__Problem to work on__:
Both the line with "Some(Self(bits))" and the line with "for len in [0, 1, 4, 10, 64]" in the records below must appear in the output, along with every line between them, exactly and with nothing added.

━━ Records shown ━━

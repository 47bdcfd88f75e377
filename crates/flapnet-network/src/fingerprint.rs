//! Binary-string lineage identifiers.
//!
//! Every network carries a [`Fingerprint`]: a short string over `{'0', '1'}`
//! that follows the network through breeding. Mutated offspring receive a
//! fingerprint that is guaranteed to differ from the parent's, crossover
//! offspring interleave both parents' bits. The trainer compares the best
//! candidate's fingerprint across generations to detect stagnation.
//!
//! # Example
//!
//! ```
//! use flapnet_network::fingerprint::Fingerprint;
//!
//! let mut rng = rand::rng();
//! let parent = Fingerprint::generate(10, &mut rng);
//! let child = parent.mutate(&mut rng);
//! assert_ne!(parent, child);
//! assert_eq!(child.len(), 10);
//! ```

use std::fmt;

use rand::Rng;
use serde::{Deserialize, Serialize};

/// Length of the fingerprints assigned to freshly constructed networks.
pub const DEFAULT_LENGTH: usize = 10;

/// Per-bit flip probability used by [`Fingerprint::mutate`].
pub const BIT_FLIP_PROBABILITY: f64 = 0.05;

/// Number of probabilistic passes [`Fingerprint::mutate`] makes before it
/// forces a single bit flip.
pub const MAX_MUTATION_PASSES: usize = 1000;

/// Error returned when parsing a string that contains characters other than
/// `'0'` and `'1'`.
#[derive(Debug, Clone, PartialEq, Eq, derive_more::Display, derive_more::Error)]
#[display("invalid fingerprint character {found:?} at index {index}")]
pub struct FingerprintError {
    index: usize,
    found: char,
}

/// A lineage identifier made of `'0'` and `'1'` characters.
#[derive(Debug, Clone, PartialEq, Eq, Hash, Serialize, Deserialize)]
#[serde(try_from = "String", into = "String")]
pub struct Fingerprint(Vec<bool>);

impl Fingerprint {
    /// Generates a fingerprint with each bit drawn independently and uniformly.
    pub fn generate<R>(length: usize, rng: &mut R) -> Self
    where
        R: Rng + ?Sized,
    {
        Self((0..length).map(|_| rng.random_bool(0.5)).collect())
    }

    /// Returns the number of bits.
    #[must_use]
    pub fn len(&self) -> usize {
        self.0.len()
    }

    /// Returns `true` if the fingerprint has no bits.
    #[must_use]
    pub fn is_empty(&self) -> bool {
        self.0.is_empty()
    }

    /// Returns a copy with bits flipped at random, guaranteed to differ from `self`.
    ///
    /// Each pass flips every bit with probability [`BIT_FLIP_PROBABILITY`];
    /// flips accumulate across passes until the result differs from the
    /// original. After [`MAX_MUTATION_PASSES`] unsuccessful passes a single
    /// uniformly chosen bit is flipped instead.
    ///
    /// An empty fingerprint has nothing to flip and is returned unchanged.
    #[must_use]
    pub fn mutate<R>(&self, rng: &mut R) -> Self
    where
        R: Rng + ?Sized,
    {
        if self.is_empty() {
            return self.clone();
        }

        let mut mutated = self.0.clone();
        for _ in 0..MAX_MUTATION_PASSES {
            let mut changed = false;
            for bit in &mut mutated {
                if rng.random_bool(BIT_FLIP_PROBABILITY) {
                    *bit = !*bit;
                    changed = true;
                }
            }
            if changed && mutated != self.0 {
                return Self(mutated);
            }
        }

        let mut forced = self.0.clone();
        let index = rng.random_range(0..forced.len());
        forced[index] = !forced[index];
        Self(forced)
    }

    /// Interleaves two fingerprints: even positions from `self`, odd positions
    /// from `other`.
    ///
    /// Returns `None` when the lengths differ.
    ///
    /// # Examples
    ///
    /// ```
    /// use flapnet_network::fingerprint::Fingerprint;
    ///
    /// let a: Fingerprint = "0000".parse().unwrap();
    /// let b: Fingerprint = "1111".parse().unwrap();
    /// assert_eq!(a.combine(&b).unwrap().to_string(), "0101");
    ///
    /// let short: Fingerprint = "11".parse().unwrap();
    /// assert!(a.combine(&short).is_none());
    /// ```
    #[must_use]
    pub fn combine(&self, other: &Self) -> Option<Self> {
        if self.len() != other.len() {
            return None;
        }
        let bits = self
            .0
            .iter()
            .zip(&other.0)
            .enumerate()
            .map(|(i, (a, b))| if i % 2 == 0 { *a } else { *b })
            .collect();
        Some(Self(bits))
    }
}

impl fmt::Display for Fingerprint {
    fn fmt(&self, f: &mut fmt::Formatter<'_>) -> fmt::Result {
        for bit in &self.0 {
            f.write_str(if *bit { "1" } else { "0" })?;
        }
        Ok(())
    }
}

impl std::str::FromStr for Fingerprint {
    type Err = FingerprintError;

    fn from_str(s: &str) -> Result<Self, Self::Err> {
        s.chars()
            .enumerate()
            .map(|(index, c)| match c {
                '0' => Ok(false),
                '1' => Ok(true),
                found => Err(FingerprintError { index, found }),
            })
            .collect::<Result<Vec<_>, _>>()
            .map(Self)
    }
}

impl TryFrom<String> for Fingerprint {
    type Error = FingerprintError;

    fn try_from(value: String) -> Result<Self, Self::Error> {
        value.parse()
    }
}

impl From<Fingerprint> for String {
    fn from(value: Fingerprint) -> Self {
        value.to_string()
    }
}

#[cfg(test)]
mod tests {
    use rand::SeedableRng as _;
    use rand_pcg::Pcg32;

    use super::*;

    fn fp(s: &str) -> Fingerprint {
        s.parse().unwrap()
    }

    #[test]
    fn test_generate_has_requested_length() {
        let mut rng = Pcg32::seed_from_u64(1);
        for len in [0, 1, 4, 10, 64] {
            assert_eq!(Fingerprint::generate(len, &mut rng).len(), len);
        }
    }

    #[test]
    fn test_generate_produces_both_bits() {
        let mut rng = Pcg32::seed_from_u64(2);
        let s = Fingerprint::generate(256, &mut rng).to_string();
        assert!(s.contains('0'));
        assert!(s.contains('1'));
    }

    #[test]
    fn test_mutate_always_differs() {
        let mut rng = Pcg32::seed_from_u64(3);
        for len in [1, 2, 4, 10, 32] {
            for _ in 0..200 {
                let parent = Fingerprint::generate(len, &mut rng);
                let child = parent.mutate(&mut rng);
                assert_ne!(parent, child);
                assert_eq!(parent.len(), child.len());
            }
        }
    }

    #[test]
    fn test_mutate_leaves_parent_untouched() {
        let mut rng = Pcg32::seed_from_u64(4);
        let parent = fp("0101010101");
        let _ = parent.mutate(&mut rng);
        assert_eq!(parent.to_string(), "0101010101");
    }

    #[test]
    fn test_mutate_flips_few_bits_on_average() {
        let mut rng = Pcg32::seed_from_u64(5);
        let parent = fp(&"0".repeat(100));
        let flipped = (0..100)
            .map(|_| {
                parent
                    .mutate(&mut rng)
                    .to_string()
                    .chars()
                    .filter(|c| *c == '1')
                    .count()
            })
            .sum::<usize>();
        // 5% of 100 bits per mutation, averaged over 100 mutations
        assert!((200..=900).contains(&flipped), "flipped = {flipped}");
    }

    #[test]
    fn test_mutate_empty_is_identity() {
        let mut rng = Pcg32::seed_from_u64(6);
        let empty = fp("");
        assert_eq!(empty.mutate(&mut rng), empty);
    }

    #[test]
    fn test_combine_interleaves() {
        assert_eq!(fp("1100").combine(&fp("0011")).unwrap(), fp("1001"));
        assert_eq!(fp("10101").combine(&fp("01010")).unwrap(), fp("11111"));
        assert_eq!(fp("").combine(&fp("")).unwrap(), fp(""));
    }

    #[test]
    fn test_combine_length_mismatch() {
        assert!(fp("0101").combine(&fp("010")).is_none());
        assert!(fp("").combine(&fp("1")).is_none());
    }

    #[test]
    fn test_parse_rejects_other_characters() {
        let err = "01x1".parse::<Fingerprint>().unwrap_err();
        assert_eq!(err, FingerprintError { index: 2, found: 'x' });
    }

    #[test]
    fn test_serde_uses_bit_string() {
        let json = serde_json::to_string(&fp("0110")).unwrap();
        assert_eq!(json, "\"0110\"");
        let back: Fingerprint = serde_json::from_str(&json).unwrap();
        assert_eq!(back, fp("0110"));
        assert!(serde_json::from_str::<Fingerprint>("\"0120\"").is_err());
    }
}
pub mod model;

━━━

__Response to the exercise__:
        Some(Self(bits))
    }
}

impl fmt::Display for Fingerprint {
    fn fmt(&self, f: &mut fmt::Formatter<'_>) -> fmt::Result {
        for bit in &self.0 {
            f.write_str(if *bit { "1" } else { "0" })?;
        }
        Ok(())
    }
}

impl std::str::FromStr for Fingerprint {
    type Err = FingerprintError;

    fn from_str(s: &str) -> Result<Self, Self::Err> {
        s.chars()
            .enumerate()
            .map(|(index, c)| match c {
                '0' => Ok(false),
                '1' => Ok(true),
                found => Err(FingerprintError { index, found }),
            })
            .collect::<Result<Vec<_>, _>>()
            .map(Self)
    }
}

impl TryFrom<String> for Fingerprint {
    type Error = FingerprintError;

    fn try_from(value: String) -> Result<Self, Self::Error> {
        value.parse()
    }
}

impl From<Fingerprint> for String {
    fn from(value: Fingerprint) -> Self {
        value.to_string()
    }
}

#[cfg(test)]
mod tests {
    use rand::SeedableRng as _;
    use rand_pcg::Pcg32;

    use super::*;

    fn fp(s: &str) -> Fingerprint {
        s.parse().unwrap()
    }

    #[test]
    fn test_generate_has_requested_length() {
        let mut rng = Pcg32::seed_from_u64(1);
        for len in [0, 1, 4, 10, 64] {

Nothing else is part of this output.